Pick each line containing the word "FunctionId" out of the data below.

Segment Start: EXCERPTED RECORDS

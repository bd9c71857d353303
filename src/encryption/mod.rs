//! Ciphertext generation for included declarations.
//!
//! For each included descriptor the engine derives one [`IterationKey`] per
//! iteration of every admissible level (Lite first, then Deep, in canonical
//! order), encodes the initializer element by element, and packages the result
//! as an [`EncryptedArtifact`] for the rewriter.
//!
//! # Example
//!
//! ```rust
//! use obscura::{
//!     compiler::EventLog,
//!     config::{EffectivePolicy, Levels},
//!     descriptor::DescriptorTable,
//!     encryption::{DecryptionMode, EncryptionEngine},
//!     ir::{GlobalVar, Module, Value},
//! };
//!
//! let mut module = Module::new("unit.c");
//! module.add_global(GlobalVar::scalar("secret_key", Value::i32(0x1234)));
//! let table = DescriptorTable::globals(&module);
//! let (_, descriptor) = table.iter().next().unwrap();
//!
//! let policy = EffectivePolicy::implicit();
//! let engine = EncryptionEngine::new(0, "unit.c");
//! let artifact = engine
//!     .encrypt(descriptor, policy.levels, &policy, &EventLog::new())?
//!     .unwrap();
//!
//! assert_eq!(artifact.mode, DecryptionMode::CallDeep);
//! assert_eq!(artifact.cipher_bytes.len(), 4);
//! assert_eq!(artifact.decrypt()?, Value::i32(0x1234).to_le_bytes());
//! # Ok::<(), obscura::Error>(())
//! ```

mod artifact;
mod keys;
pub mod transform;

pub use artifact::{DecryptionMode, EncryptedArtifact};
pub use keys::{IterationKey, KeySchedule, KEY_STRIDE, SALT_STRIDE};

use crate::{
    compiler::{EventKind, EventLog},
    config::{EffectivePolicy, Level, Levels},
    descriptor::{DeclRef, ValueDescriptor},
    Result,
};

/// Produces ciphertext and key material for the declarations of one unit.
#[derive(Debug, Clone)]
pub struct EncryptionEngine<'a> {
    schedule: KeySchedule<'a>,
}

impl<'a> EncryptionEngine<'a> {
    /// Creates an engine keyed by a seed and the unit identity.
    #[must_use]
    pub const fn new(seed: u64, unit_id: &'a str) -> Self {
        Self {
            schedule: KeySchedule::new(seed, unit_id),
        }
    }

    /// Encrypts one included global at the given admissible levels.
    ///
    /// Returns `Ok(None)` when there is nothing to do: no admissible level, or a
    /// type the engine does not model (reported as [`EventKind::UnsupportedType`]
    /// and left as plaintext).
    ///
    /// # Errors
    ///
    /// Returns [`crate::Error::Malformed`] if the descriptor refers to a local.
    pub fn encrypt(
        &self,
        descriptor: &ValueDescriptor,
        levels: Levels,
        policy: &EffectivePolicy,
        events: &EventLog,
    ) -> Result<Option<EncryptedArtifact>> {
        let DeclRef::Global(global) = descriptor.decl else {
            return Err(malformed_error!(
                "local `{}` reached encryption without promotion",
                descriptor.name
            ));
        };

        if levels.is_empty() {
            return Ok(None);
        }

        if !descriptor.is_supported() {
            events
                .record(EventKind::UnsupportedType)
                .declaration(descriptor.name.clone())
                .message(format!(
                    "{} x{} ({} bytes) left as plaintext",
                    descriptor.element_type(),
                    descriptor.element_count,
                    descriptor.initial_value.len()
                ));
            return Ok(None);
        }

        let derive = |level: Level| {
            if levels.has(level) {
                self.schedule
                    .derive_level(&descriptor.name, level, policy.iterations(level))
            } else {
                Vec::new()
            }
        };
        let lite = derive(Level::Lite);
        let deep = derive(Level::Deep);

        let cipher_bytes = transform::encode_payload(
            descriptor.element_type(),
            &descriptor.initial_value,
            &lite,
            &deep,
        )?;

        let mode = match (deep.is_empty(), policy.deep_inline) {
            (true, _) => DecryptionMode::InlineLite,
            (false, true) => DecryptionMode::InlineDeep,
            (false, false) => DecryptionMode::CallDeep,
        };

        let artifact = EncryptedArtifact {
            global,
            name: descriptor.name.clone(),
            ty: descriptor.value_type(),
            cipher_bytes,
            lite,
            deep,
            mode,
        };

        let kind = if descriptor.is_aggregate() {
            EventKind::ArrayEncrypted
        } else {
            EventKind::ConstantEncrypted
        };
        events
            .record(kind)
            .declaration(descriptor.name.clone())
            .message(artifact.to_string());
        log::debug!("encrypted {artifact}");

        Ok(Some(artifact))
    }
}

#[cfg(test)]
mod tests {
    use super::*;
    use crate::{
        descriptor::{Annotations, DescriptorTable},
        ir::{FunctionId, GlobalId, GlobalVar, LocalId, Module, ScalarType, Value, ValueType},
    };

    fn global(module: &mut Module, global: GlobalVar) -> ValueDescriptor {
        let id = module.add_global(global);
        let table = DescriptorTable::globals(module);
        let descriptor = table
            .iter()
            .map(|(_, d)| d.clone())
            .find(|d| d.decl == DeclRef::Global(id))
            .unwrap();
        descriptor
    }

    #[test]
    fn test_modes() -> Result<()> {
        let mut module = Module::new("unit.c");
        let descriptor = global(&mut module, GlobalVar::scalar("secret_key", Value::i32(7)));
        let engine = EncryptionEngine::new(1, "unit.c");
        let events = EventLog::new();

        let policy = EffectivePolicy::disabled().with_levels(Levels::LITE);
        let artifact = engine.encrypt(&descriptor, policy.levels, &policy, &events)?.unwrap();
        assert_eq!(artifact.mode, DecryptionMode::InlineLite);
        assert_eq!(artifact.iterations(Level::Deep), 0);

        let policy = EffectivePolicy::implicit().with_deep_inline(true);
        let artifact = engine.encrypt(&descriptor, policy.levels, &policy, &events)?.unwrap();
        assert_eq!(artifact.mode, DecryptionMode::InlineDeep);

        let policy = EffectivePolicy::disabled().with_levels(Levels::DEEP);
        let artifact = engine.encrypt(&descriptor, policy.levels, &policy, &events)?.unwrap();
        assert_eq!(artifact.mode, DecryptionMode::CallDeep);
        assert_eq!(artifact.iterations(Level::Lite), 0);

        assert_eq!(events.count_kind(EventKind::ConstantEncrypted), 3);
        Ok(())
    }

    #[test]
    fn test_iterations_and_round_trip() -> Result<()> {
        let mut module = Module::new("unit.c");
        let values: Vec<Value> = (0..8).map(|i| Value::i32(0x10 * (i + 1))).collect();
        let descriptor = global(
            &mut module,
            GlobalVar::array("lookup_table", ScalarType::I32, &values),
        );
        let engine = EncryptionEngine::new(1, "unit.c");
        let events = EventLog::new();

        for iterations in 1..=15 {
            let policy = EffectivePolicy::implicit()
                .with_iterations(Level::Lite, iterations)
                .with_iterations(Level::Deep, 16 - iterations);
            let artifact = engine.encrypt(&descriptor, policy.levels, &policy, &events)?.unwrap();
            assert_eq!(artifact.iterations(Level::Lite), iterations as usize);
            assert_eq!(artifact.iterations(Level::Deep), (16 - iterations) as usize);
            assert_eq!(artifact.cipher_bytes.len(), descriptor.initial_value.len());
            assert_ne!(artifact.cipher_bytes, descriptor.initial_value);
            assert_eq!(artifact.decrypt()?, descriptor.initial_value);
        }
        assert_eq!(events.count_kind(EventKind::ArrayEncrypted), 15);
        Ok(())
    }

    #[test]
    fn test_reproducible() -> Result<()> {
        let mut module = Module::new("unit.c");
        let descriptor = global(&mut module, GlobalVar::scalar("ratio", Value::f64(1.5)));
        let policy = EffectivePolicy::implicit();
        let events = EventLog::new();

        let first = EncryptionEngine::new(9, "unit.c").encrypt(&descriptor, policy.levels, &policy, &events)?;
        let second = EncryptionEngine::new(9, "unit.c").encrypt(&descriptor, policy.levels, &policy, &events)?;
        let other_unit = EncryptionEngine::new(9, "other.c").encrypt(&descriptor, policy.levels, &policy, &events)?;
        assert_eq!(first, second);
        assert_ne!(
            first.map(|a| a.cipher_bytes),
            other_unit.map(|a| a.cipher_bytes)
        );
        Ok(())
    }

    #[test]
    fn test_unsupported_type_left_plaintext() -> Result<()> {
        let descriptor = ValueDescriptor::new(
            "wide",
            DeclRef::Global(GlobalId::new(0)),
            ValueType::Scalar(ScalarType::Int(128)),
            vec![1; 16],
            Annotations::empty(),
        );
        let policy = EffectivePolicy::implicit();
        let events = EventLog::new();
        let result = EncryptionEngine::new(0, "unit.c").encrypt(&descriptor, policy.levels, &policy, &events)?;
        assert!(result.is_none());
        assert_eq!(events.count_kind(EventKind::UnsupportedType), 1);
        Ok(())
    }

    #[test]
    fn test_empty_levels_and_locals() {
        let policy = EffectivePolicy::implicit();
        let events = EventLog::new();
        let engine = EncryptionEngine::new(0, "unit.c");

        let mut descriptor = ValueDescriptor::new(
            "x",
            DeclRef::Global(GlobalId::new(0)),
            ValueType::Scalar(ScalarType::I8),
            vec![1],
            Annotations::empty(),
        );
        assert!(matches!(
            engine.encrypt(&descriptor, Levels::empty(), &policy, &events),
            Ok(None)
        ));

        descriptor.decl = DeclRef::Local(FunctionId::new(0), LocalId::new(0));
        assert!(engine.encrypt(&descriptor, policy.levels, &policy, &events).is_err());
        assert!(events.is_empty());
    }
}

Segment End: EXCERPTED RECORDS

# [ANSWER SECTION]
        ir::{FunctionId, GlobalId, GlobalVar, LocalId, Module, ScalarType, Value, ValueType},
        descriptor.decl = DeclRef::Local(FunctionId::new(0), LocalId::new(0));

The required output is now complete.